[[ DATASET CONTENT open ]]

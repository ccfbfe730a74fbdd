//! End-to-end scenarios over an in-process pipe pair: two [`Peer`]s talking
//! through two independent `tokio::io::duplex` streams, the in-memory
//! analogue of the stdio transport's independent byte streams.

use std::sync::Arc;
use std::time::Duration;

use mcp_peer::error::McpError;
use mcp_peer::features::prompts::PromptGetOutput;
use mcp_peer::features::prompts::PromptsClient;
use mcp_peer::features::prompts::PromptsServer;
use mcp_peer::features::resources::ResourcesClient;
use mcp_peer::features::resources::ResourcesServer;
use mcp_peer::features::roots::RootsClient;
use mcp_peer::features::roots::RootsServerFacade;
use mcp_peer::features::sampling::SamplingClient;
use mcp_peer::features::sampling::SamplingServerFacade;
use mcp_peer::features::tools::ToolsClient;
use mcp_peer::features::tools::ToolsServer;
use mcp_peer::peer::Peer;
use mcp_peer::transport::stdio::StdioTransport;
use mcp_peer::transport::Transport;
use mcp_peer::types::capabilities::ClientCapabilities;
use mcp_peer::types::capabilities::ListChangedCapability;
use mcp_peer::types::capabilities::ResourcesCapability;
use mcp_peer::types::capabilities::ServerCapabilities;
use mcp_peer::types::content::Content;
use mcp_peer::types::initialize::Implementation;
use mcp_peer::types::prompts::Prompt;
use mcp_peer::types::prompts::PromptMessage;
use mcp_peer::types::prompts::Role;
use mcp_peer::types::resources::Resource;
use mcp_peer::types::roots::Root;
use mcp_peer::types::sampling::CreateMessageParams;
use mcp_peer::types::sampling::CreateMessageResult;
use mcp_peer::types::tools::CallToolResult;
use mcp_peer::types::tools::Tool;
use mcp_peer::types::tools::ToolInputSchema;
use pretty_assertions::assert_eq;
use serde_json::json;
use serde_json::Value;
use tokio::io::AsyncBufReadExt;
use tokio::io::AsyncWriteExt;
use tokio::io::BufReader;
use tokio_util::sync::CancellationToken;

[[ DATASET CONTENT closed ]]

# [WHAT NEEDS TO BE DONE]
Print exactly the lines above, between the one holding "use mcp_peer::transport::stdio::StdioTransport;" and the one holding "use mcp_peer::types::prompts::PromptMessage;", inclusive, and nothing besides.

# [EXERCISE OUTPUT]
use mcp_peer::transport::stdio::StdioTransport;
use mcp_peer::transport::Transport;
use mcp_peer::types::capabilities::ClientCapabilities;
use mcp_peer::types::capabilities::ListChangedCapability;
use mcp_peer::types::capabilities::ResourcesCapability;
use mcp_peer::types::capabilities::ServerCapabilities;
use mcp_peer::types::content::Content;
use mcp_peer::types::initialize::Implementation;
use mcp_peer::types::prompts::Prompt;
use mcp_peer::types::prompts::PromptMessage;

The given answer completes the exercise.